[Saved entries]
//! Bounded frame cache with speculative prefetch.
//!
//! [`FrameCache`] keeps the most recently used [`ExtractedFrame`]s keyed by
//! frame index, evicting the least recently used entry once `max_size`
//! distinct frames are held. Alongside the entries it tracks extractions
//! that are still running, so a frame is never extracted twice at once:
//! a caller that needs an in-flight frame joins it through a
//! [`PendingFrame`] handle instead of starting a duplicate.
//!
//! A frame index is either cached, pending, or neither; never both. A
//! pending marker is removed in the same critical section that stores the
//! finished frame, and a pending extraction whose future is dropped before
//! completing removes its own marker.
//!
//! # Example
//!
//! ```no_run
//! use std::{path::PathBuf, sync::Arc};
//!
//! use framewise::{ExtractOptions, FrameCache, FrameExtractor};
//!
//! # async fn example() -> Result<(), framewise::FramewiseError> {
//! let cache = FrameCache::new(30);
//! let extractor = Arc::new(FrameExtractor::new(ExtractOptions::new()));
//! let path = Arc::new(PathBuf::from("input.mp4"));
//!
//! let fetch = |index: u64| {
//!     let extractor = Arc::clone(&extractor);
//!     let path = Arc::clone(&path);
//!     async move { extractor.extract(path.as_path(), index, 30.0).await }
//! };
//!
//! let frame = cache.get_or_extract(100, &fetch).await?;
//! cache.prefetch(100, 300, &fetch, 3);
//! # Ok(())
//! # }
//! ```

use std::{
    collections::HashMap,
    fmt::{Debug, Formatter, Result as FmtResult},
    future::Future,
    num::NonZeroUsize,
    sync::{Arc, Mutex, MutexGuard, PoisonError},
    time::Duration,
};

use lru::LruCache;
use tokio::sync::watch;

use crate::{configuration::DEFAULT_CACHE_SIZE, error::FramewiseError, frame::ExtractedFrame};

/// Clonable summary of a failed extraction, handed to every joined waiter.
#[derive(Debug, Clone)]
enum SharedFailure {
    Timeout(Duration),
    Failed(String),
}

impl SharedFailure {
    fn from_error(error: &FramewiseError) -> Self {
        match error {
            FramewiseError::ExtractionTimeout { timeout, .. } => SharedFailure::Timeout(*timeout),
            other => SharedFailure::Failed(other.to_string()),
        }
    }

    fn into_error(self, frame_index: u64) -> FramewiseError {
        match self {
            SharedFailure::Timeout(timeout) => FramewiseError::ExtractionTimeout {
                frame_index,
                timeout,
            },
            SharedFailure::Failed(reason) => FramewiseError::ExtractionFailed {
                frame_index,
                reason,
            },
        }
    }
}

type Outcome = Option<Result<ExtractedFrame, SharedFailure>>;

/// Handle to an extraction that is still running.
///
/// Any number of callers may hold a clone and [`wait`](PendingFrame::wait)
/// for the same result.
#[derive(Debug, Clone)]
pub struct PendingFrame {
    frame_index: u64,
    receiver: watch::Receiver<Outcome>,
}

impl PendingFrame {
    pub fn frame_index(&self) -> u64 {
        self.frame_index
    }

    /// Wait for the extraction to finish.
    ///
    /// # Errors
    ///
    /// The extraction's own error, or
    /// [`FramewiseError::ExtractionFailed`] if it was abandoned before
    /// completing.
    pub async fn wait(mut self) -> Result<ExtractedFrame, FramewiseError> {
        let frame_index = self.frame_index;
        let outcome = match self.receiver.wait_for(Option::is_some).await {
            Ok(outcome) => outcome.clone(),
            Err(_) => None,
        };

        match outcome {
            Some(Ok(frame)) => Ok(frame),
            Some(Err(failure)) => Err(failure.into_error(frame_index)),
            None => Err(FramewiseError::ExtractionFailed {
                frame_index,
                reason: "extraction was abandoned".to_string(),
            }),
        }
    }
}

struct PendingSlot {
    ticket: u64,
    receiver: watch::Receiver<Outcome>,
}

struct CacheState {
    entries: LruCache<u64, ExtractedFrame>,
    pending: HashMap<u64, PendingSlot>,
    next_ticket: u64,
}

/// Ownership of one pending marker. Completing it stores the result;
/// dropping it unfinished withdraws the marker.
struct Claim {
    cache: FrameCache,
    frame_index: u64,
    ticket: u64,
    sender: Option<watch::Sender<Outcome>>,
}

impl Claim {
    fn complete(mut self, result: &Result<ExtractedFrame, FramewiseError>) {
        let Some(sender) = self.sender.take() else {
            return;
        };

        {
            let mut state = self.cache.state();
            if self.withdraw(&mut state) {
                match result {
                    Ok(frame) => state.insert(self.frame_index, frame.clone()),
                    Err(error) => log::warn!("Extraction of frame {} failed: {error}", self.frame_index),
                }
            } else {
                log::debug!("Discarding stale result for frame {}", self.frame_index);
            }
        }

        let outcome = match result {
            Ok(frame) => Ok(frame.clone()),
            Err(error) => Err(SharedFailure::from_error(error)),
        };
        sender.send_replace(Some(outcome));
    }

    /// Remove the pending marker if it is still ours.
    fn withdraw(&self, state: &mut CacheState) -> bool {
        let owned = state
            .pending
            .get(&self.frame_index)
            .is_some_and(|slot| slot.ticket == self.ticket);
        if owned {
            state.pending.remove(&self.frame_index);
        }
        owned
    }
}

impl Drop for Claim {
    fn drop(&mut self) {
        if self.sender.is_some() {
            let mut state = self.cache.state();
            self.withdraw(&mut state);
        }
    }
}

enum Lookup {
    Hit(ExtractedFrame),
    Join(PendingFrame),
    Claimed(Claim),
}

impl CacheState {
    fn insert(&mut self, frame_index: u64, frame: ExtractedFrame) {
        if let Some((evicted, _)) = self.entries.push(frame_index, frame) {
            if evicted != frame_index {
                log::debug!("Evicted frame {evicted} from cache");
            }
        }
    }
}

/// Bounded, recency-ordered store of extracted frames.
///
/// `FrameCache` is a cheap handle: clones share the same entries. No lock
/// is held across an `.await`.
#[derive(Clone)]
pub struct FrameCache {
    inner: Arc<Mutex<CacheState>>,
}

impl Debug for FrameCache {
    fn fmt(&self, f: &mut Formatter<'_>) -> FmtResult {
        let state = self.state();
        f.debug_struct("FrameCache")
            .field("len", &state.entries.len())
            .field("capacity", &state.entries.cap())
            .field("pending", &state.pending.len())
            .finish()
    }
}

impl Default for FrameCache {
    fn default() -> Self {
        Self::new(DEFAULT_CACHE_SIZE)
    }
}

impl FrameCache {
    /// Create a cache holding at most `max_size` frames (minimum 1).
    pub fn new(max_size: usize) -> Self {
        let capacity = NonZeroUsize::new(max_size).unwrap_or(NonZeroUsize::MIN);
        Self {
            inner: Arc::new(Mutex::new(CacheState {
                entries: LruCache::new(capacity),
                pending: HashMap::new(),
                next_ticket: 0,
            })),
        }
    }

    fn state(&self) -> MutexGuard<'_, CacheState> {
        self.inner.lock().unwrap_or_else(PoisonError::into_inner)
    }

    /// Look up a frame, marking it most recently used on a hit.
    pub fn get(&self, frame_index: u64) -> Option<ExtractedFrame> {
        self.state().entries.get(&frame_index).cloned()
    }

    /// Store a frame as most recently used, evicting the least recently used
    /// entry if `frame_index` is new and the cache is full. Any extraction
    /// still pending for the index stops being tracked; its result will not
    /// overwrite this one.
    pub fn put(&self, frame_index: u64, frame: ExtractedFrame) {
        let mut state = self.state();
        state.pending.remove(&frame_index);
        state.insert(frame_index, frame);
    }

    /// Whether `frame_index` is cached. Does not affect recency.
    pub fn has(&self, frame_index: u64) -> bool {
        self.state().entries.contains(&frame_index)
    }

    pub fn len(&self) -> usize {
        self.state().entries.len()
    }

    pub fn is_empty(&self) -> bool {
        self.state().entries.is_empty()
    }

    pub fn capacity(&self) -> usize {
        self.state().entries.cap().get()
    }

    /// Number of extractions currently in flight.
    pub fn pending_count(&self) -> usize {
        self.state().pending.len()
    }

    /// Cached indices ordered from least to most recently used.
    pub fn keys_by_recency(&self) -> Vec<u64> {
        let state = self.state();
        let mut keys: Vec<u64> = state.entries.iter().map(|(&key, _)| key).collect();
        keys.reverse();
        keys
    }

    /// Drop every cached frame and stop tracking in-flight extractions.
    ///
    /// Running extractions are not cancelled, but their results are
    /// discarded instead of stored.
    pub fn clear(&self) {
        let mut state = self.state();
        state.entries.clear();
        state.pending.clear();
    }

    /// Join the extraction already running for `frame_index`, if any.
    pub fn pending_request(&self, frame_index: u64) -> Option<PendingFrame> {
        self.state()
            .pending
            .get(&frame_index)
            .map(|slot| PendingFrame {
                frame_index,
                receiver: slot.receiver.clone(),
            })
    }

    fn claim(&self, state: &mut CacheState, frame_index: u64) -> Claim {
        let (sender, receiver) = watch::channel(None);
        let ticket = state.next_ticket;
        state.next_ticket += 1;
        state.pending.insert(frame_index, PendingSlot { ticket, receiver });

        Claim {
            cache: self.clone(),
            frame_index,
            ticket,
            sender: Some(sender),
        }
    }

    fn lookup(&self, frame_index: u64) -> Lookup {
        let mut state = self.state();
        if let Some(frame) = state.entries.get(&frame_index) {
            return Lookup::Hit(frame.clone());
        }
        if let Some(slot) = state.pending.get(&frame_index) {
            return Lookup::Join(PendingFrame {
                frame_index,
                receiver: slot.receiver.clone(),
            });
        }
        Lookup::Claimed(self.claim(&mut state, frame_index))
    }

    /// Return `frame_index` from the cache, from the extraction already
    /// running for it, or by running `fetch` and caching the result.
    ///
    /// Concurrent calls for the same uncached index run `fetch` once.
    pub async fn get_or_extract<F, Fut>(
        &self,
        frame_index: u64,
        fetch: F,
    ) -> Result<ExtractedFrame, FramewiseError>
    where
        F: FnOnce(u64) -> Fut,
        Fut: Future<Output = Result<ExtractedFrame, FramewiseError>>,
    {
        match self.lookup(frame_index) {
            Lookup::Hit(frame) => Ok(frame),
            Lookup::Join(pending) => {
                log::debug!("Joining in-flight extraction of frame {frame_index}");
                pending.wait().await
            }
            Lookup::Claimed(claim) => {
                let result = fetch(frame_index).await;
                claim.complete(&result);
                result
            }
        }
    }

    /// Speculatively extract the frames around `current_index`.
    ///
    /// For each distance `i` in `1..=radius`, schedules `current_index + i`
    /// and then `current_index - i`, skipping indices outside
    /// `[0, total_frames)`, already cached, or already in flight. Distances
    /// past either end of the video are never visited. Scheduled
    /// extractions run on spawned Tokio tasks; a success is cached, a
    /// failure is logged and leaves the slot empty for a later on-demand
    /// retry. Returns the scheduled indices in scheduling order.
    ///
    /// Must be called from within a Tokio runtime.
    pub fn prefetch<F, Fut>(
        &self,
        current_index: u64,
        total_frames: u64,
        fetch: F,
        radius: u64,
    ) -> Vec<u64>
    where
        F: Fn(u64) -> Fut,
        Fut: Future<Output = Result<ExtractedFrame, FramewiseError>> + Send + 'static,
    {
        let reach = if total_frames == 0 {
            0
        } else {
            current_index.max(total_frames.saturating_sub(current_index.saturating_add(1)))
        };
        let radius = radius.min(reach);

        let mut candidates = Vec::new();
        for distance in 1..=radius {
            if let Some(forward) = current_index.checked_add(distance) {
                candidates.push(forward);
            }
            if let Some(backward) = current_index.checked_sub(distance) {
                candidates.push(backward);
            }
        }

        let mut scheduled = Vec::new();
        for frame_index in candidates {
            if frame_index >= total_frames {
                continue;
            }

            let claim = {
                let mut state = self.state();
                if state.entries.contains(&frame_index) || state.pending.contains_key(&frame_index) {
                    continue;
                }
                self.claim(&mut state, frame_index)
            };

            let extraction = fetch(frame_index);
            tokio::spawn(async move {
                let result = extraction.await;
                claim.complete(&result);
            });
            scheduled.push(frame_index);
        }

        if !scheduled.is_empty() {
            log::debug!("Prefetching frames {scheduled:?} around {current_index}");
        }
        scheduled
    }
}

:: About this task ::
Work out how many lines above include the string "Bounded", then give that number alone.

:: Solution for this task ::
2